What is paramount if there is to be no repetition of these events is for doctors to revert to an independent system. Doctors do not know what was given up until after they find themselves in difficulty.
Competing interests: I declare no competing interests but I am Dr Michalak's husband. I am not a doctor and not subject to MHPS.
The fact that Dr Julian De Havilland is the husband of Dr Eva Michalak was unfortunately inadvertently omitted from this print letter (BMJ 2012;344:e548).
This fact is made clear in the full response, and there is consequently no confusion with competing interests given as "None declared." I used this competing interests statement for the letter in the print journal as is usual practice. However, I forgot to add that Dr De Havilland is the husband of Dr Michalak to the shortened response for print, although I had intended to do so.
I apologise for the confusion caused.
Competing interests: I processed Dr De Havilland's rapid response for publication as a letter in the print journal
De Havilland writes that the BMA declined to support Dr Michalak’s discrimination claims before the employment tribunal.
Many will know that in 2004 the BMA paid £130,000 to settle claims brought by five Indian doctors after refusing to support their racial discrimination claims against their employers . Two years earlier the BMA had been found guilty of indirect racial discrimination for its failure to support another Indian doctor's claim, although this was overturned on appeal . So the BMA has something of a track record when it comes to declining to support discrimination claims.

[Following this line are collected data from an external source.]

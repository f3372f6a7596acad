//! Render the portfolio site to a static HTML file.
//!
//! Run with: cargo run --bin generate_site [output_dir]
//! Defaults to writing dist/index.html.

use std::fs;
use std::path::PathBuf;

use anyhow::{Context, Result};
use tracing_subscriber::EnvFilter;

use portfolio_site_rust::{content, SiteContent, SiteGenerator};

const DEFAULT_OUTPUT_DIR: &str = "dist";

fn main() -> Result<()> {
    tracing_subscriber::fmt()
        .with_env_filter(
            EnvFilter::try_from_default_env()
                .unwrap_or_else(|_| EnvFilter::new("portfolio_site_rust=info,info")),
        )
        .with_target(false)
        .compact()
        .init();

    let out_dir = PathBuf::from(
        std::env::args()
            .nth(1)
            .unwrap_or_else(|| DEFAULT_OUTPUT_DIR.to_string()),
    );

    let site_content = SiteContent::canonical();
    content::validate(&site_content).context("content validation failed")?;
    tracing::info!(
        projects = site_content.projects.len(),
        tech_categories = site_content.tech_stack.len(),
        "content validated"
    );

    let html = SiteGenerator::new().generate(&site_content);

    fs::create_dir_all(&out_dir)
        .with_context(|| format!("failed to create output dir {}", out_dir.display()))?;
    let index_path = out_dir.join("index.html");
    fs::write(&index_path, &html)
        .with_context(|| format!("failed to write {}", index_path.display()))?;

    tracing::info!(path = %index_path.display(), bytes = html.len(), "site rendered");
    Ok(())
}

However, De Havilland's argument that had the BMA not "negotiated away rights of independence" then Dr Michalak could not have been subjected to unlawful discrimination or the degree of harassment could have been minimised, is a rather tenuous one. Similarly, the implicit suggestion  that previous HC(90)9 procedure provided a superior level of independence and protection to doctors is highly arguable. With regard to current MHPS procedure and professional panels, the High Court too has confirmed  that if "the alleged misconduct relates to matters of a professional nature or an investigation identifies issues of professional conduct the case investigator must obtain appropriate independent professional advice. The document continues by stating that where a case involving issues of professional conduct proceeds to a hearing under the Trust's disciplinary procedure the panel must include a member appointed by the Local Negotiating Committee who is medically qualified and who is not employed by the Trust".
Competing interests: Have brought claims of race discrimination against the BMA in the past and reached financial settlements. Ex-BMA member.
Dr De Havilland's letter detailing the results of the appalling and dishonest behaviour of some of Dr Michalak's former colleagues makes an important point which was that Dr Michalak was denied an independent method of appeal, other than the employment tribunal, and suggest that such rights had disappeared with some degree of involvement of the BMA at an earlier time.
Dr De Havilland, a scientist and not a lawyer, represented Dr Michalak at the tribunal and the published proceedings make the skill and detail of his efforts very clear with a comment to the effect that his advocacy abilities and mastery of relevant detail would be an example to many of those whose practice is law.
Dr De Havilland states no conflict of interest, which is a personal judgement. Does the editor of the BMJ feel that Dr De Havilland's position as husband of Dr Michalak might be of interest to readers? Is it possible as editor that she is even unaware of any perceived conflicts of interest?